Lifetime and Powers of Ten are just two expressions of that passion for science. Both are science oratorios which have been performed by choir groups made up of more than 400 multi-generational members in Devon UK and Massachusetts USA, the most recent performance having taken place on 4 April 2009 at the first San Diego Science Festival in California, USA.
The Lifetime Project
Haines is passionate about science and incorporates scientific themes into many of his works. He created the Lifetime Project to explore the science of life and evolution. The original project based in and around Teignmouth in Devon, England, involved over 500 children from 13 schools, and 50 members of a specially-formed community choir. The project included commissioning 17 songs and the collaboration of another 10 new songs. Concerts, public lectures, songwriting workshops, and artists’ workshops also made up portions of the project.
Powers of Ten
This project is a 101-minute choral work that explores the scales of the universe from sub-atomic to cosmic. It comprises 21 musical selections which are subtle and sophisticated while lyrical and engaging.
Commissioned in 1999 by Dawlish Academic Council, the Powers of Ten lead to three performances involving 9 schools and around 400 children to audiences of 1500 people.
Individual songs have been performed many times since, and in April 2008 the whole work was performed by North Cambridge Family Opera Group as part of the 2008 Cambridge (USA) Science Festival.
In December 2008 it was performed in Ivybridge in Devon, UK with two community choirs and around one hundred children and teenagers from three local schools.
A further performance is anticipated at the San Diego Science Festival 2010.
The Great Plant Hunt was in collaboration with Kew Botanical Gardens, a project funded by the Wellcome Trust. This has led to further work for Haines.
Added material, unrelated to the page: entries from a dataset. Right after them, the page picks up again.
//! Scenario snapshots: a [`Simulation`] backed by a scenario file with
//! accelerations precomputed by an external simulator.

use std::path::Path;

use orbit_view_config::{
    AccelerationConfig, BodyConfig, ConfigError, PlacedBodyConfig, RenderSettings,
    SatelliteConfig, ScenarioConfig, ShadowConfig, ViewConfig, load_scenario,
};
use orbit_view_core::units::km_to_m;
use orbit_view_core::vector::{self, Vector3};

use crate::assets;
use crate::scene::{
    CelestialBody, EffectFlags, OrbitParameters, PerturbationModel, PlacedBody, Satellite,
    ShadowCondition, Simulation,
};

/// One frame of simulation state, frozen.
#[derive(Debug, Clone)]
pub struct Snapshot {
    pub name: String,
    pub view: ViewConfig,
    pub settings: RenderSettings,
    pub effects: EffectFlags,
    pub central_body: CelestialBody,
    pub moon: PlacedBody,
    pub sun: PlacedBody,
    pub satellite: Satellite,
    pub orbit: OrbitParameters,
    pub accelerations: Accelerations,
}

/// Per-effect accelerations (m/s²) and the shadow state reported by the simulator.
#[derive(Debug, Clone, Copy, PartialEq)]
pub struct Accelerations {
    pub lunar: Vector3,
    pub solar: Vector3,
    pub drag: Vector3,
    pub j2: Vector3,
    pub srp: Vector3,
    pub shadow: ShadowCondition,
}

impl Default for Accelerations {
    fn default() -> Self {
        Self {
            lunar: vector::ZERO,
            solar: vector::ZERO,
            drag: vector::ZERO,
            j2: vector::ZERO,
            srp: vector::ZERO,
            shadow: ShadowCondition::DirectSunlight,
        }
    }
}

impl Snapshot {
    /// Load and convert a YAML/TOML scenario. Sprite paths are resolved
    /// relative to the scenario file; unreadable sprites are dropped.
    pub fn load<P: AsRef<Path>>(path: P) -> Result<Self, ConfigError> {
        let path = path.as_ref();
        let config = load_scenario(path)?;
        let base = path.parent().unwrap_or_else(|| Path::new("."));
        Ok(Self::from_config(config, base))
    }

    /// Convert a parsed scenario. Relative sprite paths are joined onto `base`.
    pub fn from_config(config: ScenarioConfig, base: &Path) -> Self {
        let mut settings = config.settings;
        if let Some(moon_image) = settings.moon_image_path.take() {
            settings.moon_image_path = Some(base.join(moon_image));
        }
        Self {
            name: config.name,
            view: config.view,
            settings,
            effects: EffectFlags {
                lunar: config.effects.lunar,
                solar: config.effects.solar,
                drag: config.effects.drag,
                j2: config.effects.j2,
                srp: config.effects.srp,
            },
            central_body: body_from_config(&config.central_body, base),
            moon: placed_from_config(&config.moon, base),
            sun: placed_from_config(&config.sun, base),
            satellite: satellite_from_config(&config.satellite, base),
            orbit: OrbitParameters {
                semi_major_axis_m: km_to_m(config.orbit.semi_major_axis_km),
                eccentricity: config.orbit.eccentricity,
            },
            accelerations: config.accelerations.into(),
        }
    }
}

fn body_from_config(cfg: &BodyConfig, base: &Path) -> CelestialBody {
    CelestialBody {
        name: cfg.name.clone(),
        radius_m: km_to_m(cfg.radius_km),
        color: cfg.color,
        outline_color: cfg.outline_color.unwrap_or(cfg.color),
        image: cfg
            .image
            .as_ref()
            .and_then(|p| assets::load_optional(&base.join(p))),
    }
}

fn placed_from_config(cfg: &PlacedBodyConfig, base: &Path) -> PlacedBody {
    PlacedBody {
        body: body_from_config(&cfg.body, base),
        position_m: cfg.position_km.map(km_to_m),
    }
}

fn satellite_from_config(cfg: &SatelliteConfig, base: &Path) -> Satellite {
    Satellite {
        name: cfg.name.clone(),
        position_m: cfg.position_km.map(km_to_m),
        velocity_m_s: cfg.velocity_km_s.map(km_to_m),
        size_px: cfg.size_px,
        color: cfg.color,
        image: cfg
            .image
            .as_ref()
            .and_then(|p| assets::load_optional(&base.join(p))),
    }
}

impl From<ShadowConfig> for ShadowCondition {
    fn from(value: ShadowConfig) -> Self {
        match value {
            ShadowConfig::DirectSunlight => ShadowCondition::DirectSunlight,
            ShadowConfig::Penumbra => ShadowCondition::Penumbra,
            ShadowConfig::Umbral => ShadowCondition::Umbral,
        }
    }
}

impl From<AccelerationConfig> for Accelerations {
    fn from(value: AccelerationConfig) -> Self {
        Self {
            lunar: value.lunar_m_s2,
            solar: value.solar_m_s2,
            drag: value.drag_m_s2,
            j2: value.j2_m_s2,
            srp: value.srp_m_s2,
            shadow: value.shadow.into(),
        }
    }
}

impl PerturbationModel for Snapshot {
    fn lunar_acceleration(&self, _satellite: &Satellite) -> Vector3 {
        self.accelerations.lunar
    }

    fn solar_acceleration(&self, _satellite: &Satellite) -> Vector3 {
        self.accelerations.solar
    }

    fn drag_acceleration(&self, _satellite: &Satellite) -> Vector3 {
        self.accelerations.drag
    }

    fn j2_acceleration(&self, _satellite: &Satellite) -> Vector3 {
        self.accelerations.j2
    }

    fn srp_acceleration(&self, _satellite: &Satellite) -> Vector3 {
        self.accelerations.srp
    }

    fn shadow_condition(&self, _satellite: &Satellite) -> ShadowCondition {
        self.accelerations.shadow
    }
}

impl Simulation for Snapshot {
    fn effects(&self) -> EffectFlags {
        self.effects
    }

    fn central_body(&self) -> &CelestialBody {
        &self.central_body
    }

    fn moon(&self) -> &PlacedBody {
        &self.moon
    }

    fn sun(&self) -> &PlacedBody {
        &self.sun
    }

    fn satellite(&self) -> &Satellite {
        &self.satellite
    }

    fn orbit(&self) -> OrbitParameters {
        self.orbit
    }
}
He is currently negotiating an 'Artist in Residence' project for the autumn 2009. Funding has already been earmarked but the precise details of when and what are still being decided.
Camp Quest was founded in 1996 in the United States. In the summer of the 2009 Camp Quest made its first appearance in the UK. It is a summer camp specifically aimed at children from atheist families, sponsored by Richard Dawkins. Camp Quest involved children doing activities that summer camps offer, but they also had a seminar on Darwin and evolution. Haines taught campers the lyrics to several of his songs with topics related to Charles Darwin and discovery.
Tremendous Journey
Tremendous Journey is a new program of songs and readings about evolution. This set will be performed at the British Science Association Festival at Guildford and Milton Keynes Science Festival at the Stables Wavendon in 2009.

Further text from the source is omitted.